Court of Appeals Seventh District of Texas at Amarillo
Jan 16, 2018
No. 07-17-00400-CV (Tex. App. Jan. 16, 2018)

Opinion

No. 07-17-00400-CV

01-16-2018

CITY OF HEREFORD, APPELLANT v. JAVIER FRAUSTO, APPELLEE


On Appeal from the 222nd District Court Deaf Smith County, Texas
Trial Court No. CI-16F-076 , Honorable Roland Saul, Presiding

MEMORANDUM OPINION

Before QUINN, C.J., and CAMPBELL, and PARKER, JJ.
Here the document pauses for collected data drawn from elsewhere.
//! Authentication state and credential persistence.
//!
//! This module provides:
//! - `Session`: the single owned access/refresh token pair
//! - `TokenStore`: durable mirror of that pair (`KeyringStore`, `FileStore`, `MemoryStore`)
//!
//! Tokens are never expired locally; only the server decides.

pub mod credentials;
pub mod session;

pub use credentials::{KeyringStore, MemoryStore, TokenStore};
pub use session::{FileStore, Session, TokenPair};
async fn two_factor(client: &ApiClient, command: TwoFaCommands) -> Result<()> {
    match command {
        TwoFaCommands::Enable => {
            let password =
                rpassword::prompt_password("Password: ").context("Failed to read password")?;
            let setup = client.enable_2fa(&password).await?;
            println!("Secret:       {}", setup.secret);
            println!("Setup URL:    {}", setup.qr_code_url);
            println!();
            println!("Add the secret to your authenticator app, then enter a code.");
            let code = prompt("Code: ")?;
            let resp = client.verify_2fa_setup(&code).await?;
            println!("{}", resp.message);
        }
        TwoFaCommands::Verify { code } => {
            let resp = client.verify_2fa_setup(&code).await?;
            println!("{}", resp.message);
        }
    }
    Ok(())
}

// ============================================================================
// Records
// ============================================================================

async fn customers(client: &ApiClient, command: RecordCommands, json: bool) -> Result<()> {
    match command {
        RecordCommands::List { list } => {
            let page = client.list_customers(&list.params()).await?;
            output::render(json, &page, output::customers)
        }
        RecordCommands::Show { id } => {
            let customer = client.get_customer(id).await?;
            output::render(json, &customer, output::customer)
        }
        RecordCommands::Delete { id, yes } => {
            if !yes && !confirm(&format!("Delete customer {}?", id))? {
                return Ok(());
            }
            println!("{}", client.delete_customer(id).await?.message);
            Ok(())
        }
    }
}

async fn branches(client: &ApiClient, command: RecordCommands, json: bool) -> Result<()> {
    match command {
        RecordCommands::List { list } => {
            let page = client.list_branches(&list.params()).await?;
            output::render(json, &page, output::branches)
        }
        RecordCommands::Show { id } => {
            let branch = client.get_branch(id).await?;
            output::render(json, &branch, output::branch)
        }
        RecordCommands::Delete { id, yes } => {
            if !yes && !confirm(&format!("Delete branch {}?", id))? {
                return Ok(());
            }
            println!("{}", client.delete_branch(id).await?.message);
            Ok(())
        }
    }
}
The City of Hereford appeals from an order denying its original and amended plea to the jurisdiction. Through those motions, the City requested the trial court to dismiss Javier Frausto's suit against it. He had sued the City under the Texas Whistleblower Act. See TEX. GOV'T CODE ANN. §§ 554.001-.010 (West 2012). The record indicates that the City answered the suit, affirmatively invoked the defense of immunity, and filed the aforementioned original and an amended plea to the jurisdiction of the court. As specified in the amended plea, "[t]he subject of this plea to the jurisdiction is the 'good faith' report component of Frausto's Whistleblower Claim." In other words, the City believed that Frausto could not prove that a reasonably prudent person with Frausto's training and experience would have believed that the purported act allegedly constituting a violation of the law was such a violation. The trial court denied the plea, and the City appealed. See TEX. CIV. PRAC. & REM. CODE ANN. § 51.014(a)(8) (West Supp. 2017) (authorizing an interlocutory appeal from an order that "grants or denies a plea to the jurisdiction filed by a governmental unit as that term is defined in Section 101.001" of the Texas Civil Practice and Remedies Code, which provision includes cities). For the most part, the argument urged below forms the basis of the City's two issues before us. We affirm.

Background

The story begins with a dog (i.e., a husky) running free in a local neighborhood. At the time, Nena Aguillon and Destiny Martinez were walking two terriers tethered on leashes. As they walked, the husky ran at and engaged them. The husky's owner (Macye White) retrieved the animal, and Aguillon reported the attack to the police. Upon responding to the report and taking statements from the respective parties, the police forwarded the incident to the local animal control department for further investigation. Frausto happened to be the employee of that department tasked with that investigation.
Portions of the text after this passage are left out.